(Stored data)

*-*-*

//! WebDriver factory - startup settings and driver acquisition for UI suites.
//!
//! This library configures and instantiates browser automation drivers,
//! local or grid-based, on top of the [`thirtyfour`] WebDriver client.
//! It owns none of the wire protocol; it owns the decisions around it:
//! which browser, which endpoint, which capabilities, which timeouts.
//!
//! # Architecture
//!
//! Two components, composed in one direction:
//!
//! - **[`StartupSettings`]**: an immutable configuration value object.
//!   Browser selection is free text resolved into a [`TargetBrowser`] on
//!   every read; the local driver binary directory is resolved from the
//!   search path once, at construction.
//! - **[`DriverFactory`]**: consumes the settings and produces an
//!   exclusively owned [`DriverHandle`], either by launching a local
//!   driver binary or by requesting a session from a grid hub, then
//!   uniformly applies the configured implicit wait.
//!
//! Unrecognized browser text is accepted liberally at the settings level
//! and rejected strictly at creation time. All errors surface to the
//! caller; the factory never retries. Suites that want retry wrap the
//! factory in [`acquire_driver`], which polls over the configured budget
//! and only retries transient failures.
//!
//! # Quick Start
//!
//! ```no_run
//! use webdriver_factory::{DriverFactory, Result, StartupSettings};
//!
//! #[tokio::main]
//! async fn main() -> Result<()> {
//!     let settings = StartupSettings::builder()
//!         .browser_type("googlechrome")
//!         .timeout_seconds(30)
//!         .build()?;
//!
//!     let handle = DriverFactory::new(settings).create_driver().await?;
//!
//!     handle.navigate("http://localhost").await?;
//!     println!("User agent: {}", handle.user_agent().await?);
//!
//!     handle.quit().await?;
//!     Ok(())
//! }
//! ```
//!
//! # Modules
//!
//! | Module | Description |
//! |--------|-------------|
//! | [`settings`] | Startup settings, browser resolution, binary discovery |
//! | [`factory`] | Driver factory, launch plans, capability descriptors |
//! | [`session`] | Owned driver handles and teardown |
//! | [`harness`] | Given/when/then narration for suites |
//! | [`error`] | Error types and [`Result`] alias |

// ============================================================================
// Modules
// ============================================================================

/// Error types and result aliases.
///
/// All fallible operations return [`Result<T>`] which uses [`Error`].
pub mod error;

/// Driver factory and capability resolution.
///
/// Use [`DriverFactory::new`] with built [`StartupSettings`].
pub mod factory;

/// Given/when/then scenario narration.
///
/// A thin layer over the embedding test runner, not a runner itself.
pub mod harness;

/// Driver handle ownership and teardown.
pub mod session;

/// Startup settings and browser resolution.
///
/// Use [`StartupSettings::builder()`] to construct settings.
pub mod settings;

// ============================================================================
// Re-exports
// ============================================================================

// Settings types
pub use settings::{StartupSettings, StartupSettingsBuilder, TargetBrowser};

// Factory types
pub use factory::{DriverFactory, LaunchPlan, acquire_driver, remote_capabilities};

// Session types
pub use session::DriverHandle;

// Error types
pub use error::{Error, Result};
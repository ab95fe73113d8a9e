//! Target browser resolution.
//!
//! Settings accept the browser as free text ("googlechrome", "ff", "ie")
//! and derive a [`TargetBrowser`] from it on every read. Resolution is
//! deliberately liberal: unrecognized text degrades to
//! [`TargetBrowser::Unknown`] instead of erroring, and the factory rejects
//! `Unknown` at creation time.

// ============================================================================
// Imports
// ============================================================================

use std::fmt;

// ============================================================================
// TargetBrowser
// ============================================================================

/// The browser a driver will be created for.
///
/// Derived from the free-text browser name in the startup settings.
/// Local runs may not support all kinds; grid remotes match on the raw
/// text, not on this enumeration.
#[derive(Debug, Clone, Copy, PartialEq, Eq, Hash)]
pub enum TargetBrowser {
    /// Mozilla Firefox.
    Firefox,
    /// Microsoft Internet Explorer.
    InternetExplorer,
    /// Google Chrome.
    GoogleChrome,
    /// Apple Safari.
    Safari,
    /// Unrecognized browser text. Rejected by the factory.
    Unknown,
}

// ============================================================================
// Resolution Rules
// ============================================================================

/// Substring fallback rules, tested in order after the exact match fails.
///
/// Order matters: "ff" is checked before "safari", so text containing
/// both ("safariff") resolves to Firefox.
const FALLBACK_RULES: &[(&[&str], TargetBrowser)] = &[
    (&["firefox", "ff"], TargetBrowser::Firefox),
    (&["explore", "ie"], TargetBrowser::InternetExplorer),
    (&["chrome"], TargetBrowser::GoogleChrome),
    (&["safari"], TargetBrowser::Safari),
];

// ============================================================================
// TargetBrowser Implementation
// ============================================================================

impl TargetBrowser {
    /// All enumeration members, in declaration order.
    pub const ALL: [TargetBrowser; 5] = [
        TargetBrowser::Firefox,
        TargetBrowser::InternetExplorer,
        TargetBrowser::GoogleChrome,
        TargetBrowser::Safari,
        TargetBrowser::Unknown,
    ];

    /// Resolves free browser text into a target browser.
    ///
    /// First attempts a case-insensitive exact match against the member
    /// names. If that fails, lower-cases the text and checks substring
    /// containment against the fallback rules in order. Text matching no
    /// rule resolves to [`TargetBrowser::Unknown`]; no error is raised
    /// here.
    #[must_use]
    pub fn resolve(text: &str) -> Self {
        for kind in Self::ALL {
            if text.eq_ignore_ascii_case(kind.name()) {
                return kind;
            }
        }

        let lowered = text.to_lowercase();
        for (needles, kind) in FALLBACK_RULES {
            if needles.iter().any(|needle| lowered.contains(needle)) {
                return *kind;
            }
        }

        TargetBrowser::Unknown
    }

    /// Returns the member name of this kind.
    #[inline]
    #[must_use]
    pub const fn name(&self) -> &'static str {
        match self {
            TargetBrowser::Firefox => "Firefox",
            TargetBrowser::InternetExplorer => "InternetExplorer",
            TargetBrowser::GoogleChrome => "GoogleChrome",
            TargetBrowser::Safari => "Safari",
            TargetBrowser::Unknown => "Unknown",
        }
    }

    /// Returns `true` if this kind can be passed to the factory at all.
    #[inline]
    #[must_use]
    pub const fn is_known(&self) -> bool {
        !matches!(self, TargetBrowser::Unknown)
    }
}

impl fmt::Display for TargetBrowser {
    fn fmt(&self, f: &mut fmt::Formatter<'_>) -> fmt::Result {
        f.write_str(self.name())
    }
}

// ============================================================================
// Tests
// ============================================================================

#[cfg(test)]
mod tests {
    use super::*;

    use proptest::prelude::*;

    #[test]
    fn test_exact_names_any_case() {
        assert_eq!(TargetBrowser::resolve("Firefox"), TargetBrowser::Firefox);
        assert_eq!(TargetBrowser::resolve("FIREFOX"), TargetBrowser::Firefox);
        assert_eq!(TargetBrowser::resolve("firefox"), TargetBrowser::Firefox);
        assert_eq!(
            TargetBrowser::resolve("internetexplorer"),
            TargetBrowser::InternetExplorer
        );
        assert_eq!(
            TargetBrowser::resolve("GoogleChrome"),
            TargetBrowser::GoogleChrome
        );
        assert_eq!(TargetBrowser::resolve("safari"), TargetBrowser::Safari);
        assert_eq!(TargetBrowser::resolve("unknown"), TargetBrowser::Unknown);
    }

    #[test]
    fn test_substring_fallback() {
        assert_eq!(TargetBrowser::resolve("ff"), TargetBrowser::Firefox);
        assert_eq!(TargetBrowser::resolve("ff 52"), TargetBrowser::Firefox);
        assert_eq!(
            TargetBrowser::resolve("ie"),
            TargetBrowser::InternetExplorer
        );
        assert_eq!(
            TargetBrowser::resolve("internet explorer"),
            TargetBrowser::InternetExplorer
        );
        assert_eq!(
            TargetBrowser::resolve("googlechrome"),
            TargetBrowser::GoogleChrome
        );
        assert_eq!(
            TargetBrowser::resolve("chrome beta"),
            TargetBrowser::GoogleChrome
        );
        assert_eq!(
            TargetBrowser::resolve("mobile safari"),
            TargetBrowser::Safari
        );
    }

    #[test]
    fn test_unrecognized_text_degrades_to_unknown() {
        assert_eq!(TargetBrowser::resolve(""), TargetBrowser::Unknown);
        assert_eq!(
            TargetBrowser::resolve("unknown-browser"),
            TargetBrowser::Unknown
        );
        assert_eq!(TargetBrowser::resolve("opera"), TargetBrowser::Unknown);
    }

    #[test]
    fn test_rule_order_ff_wins_over_safari() {
        // "safariff" contains both "safari" and "ff"; the rule order puts
        // "ff" first, so Firefox wins.
        assert_eq!(TargetBrowser::resolve("safariff"), TargetBrowser::Firefox);
    }

    #[test]
    fn test_display_matches_member_name() {
        assert_eq!(TargetBrowser::GoogleChrome.to_string(), "GoogleChrome");
        assert_eq!(TargetBrowser::Unknown.to_string(), "Unknown");
    }

    #[test]
    fn test_is_known() {
        assert!(TargetBrowser::Firefox.is_known());
        assert!(!TargetBrowser::Unknown.is_known());
    }

    proptest! {
        #[test]
        fn prop_chrome_substring_resolves_to_chrome(
            prefix in "[a-z0-9]{0,8}",
            suffix in "[a-z0-9]{0,8}",
        ) {
            let text = format!("{prefix}chrome{suffix}");
            // Skip inputs that hit an earlier rule or an exact name.
            prop_assume!(!text.contains("ff"));
            prop_assume!(!text.contains("ie"));
            prop_assume!(!text.contains("explore"));
            prop_assume!(!text.eq_ignore_ascii_case("googlechrome"));
            prop_assert_eq!(TargetBrowser::resolve(&text), TargetBrowser::GoogleChrome);
        }

        #[test]
        fn prop_resolution_never_panics(text in ".{0,64}") {
            let _ = TargetBrowser::resolve(&text);
        }
    }
}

*-*-*

## WORK TO COMPLETE
Whenever a line in the records contains the word "DriverHandle", copy that line.

## RESPONSE TO THIS TASK
//!   exclusively owned [`DriverHandle`], either by launching a local
pub use session::DriverHandle;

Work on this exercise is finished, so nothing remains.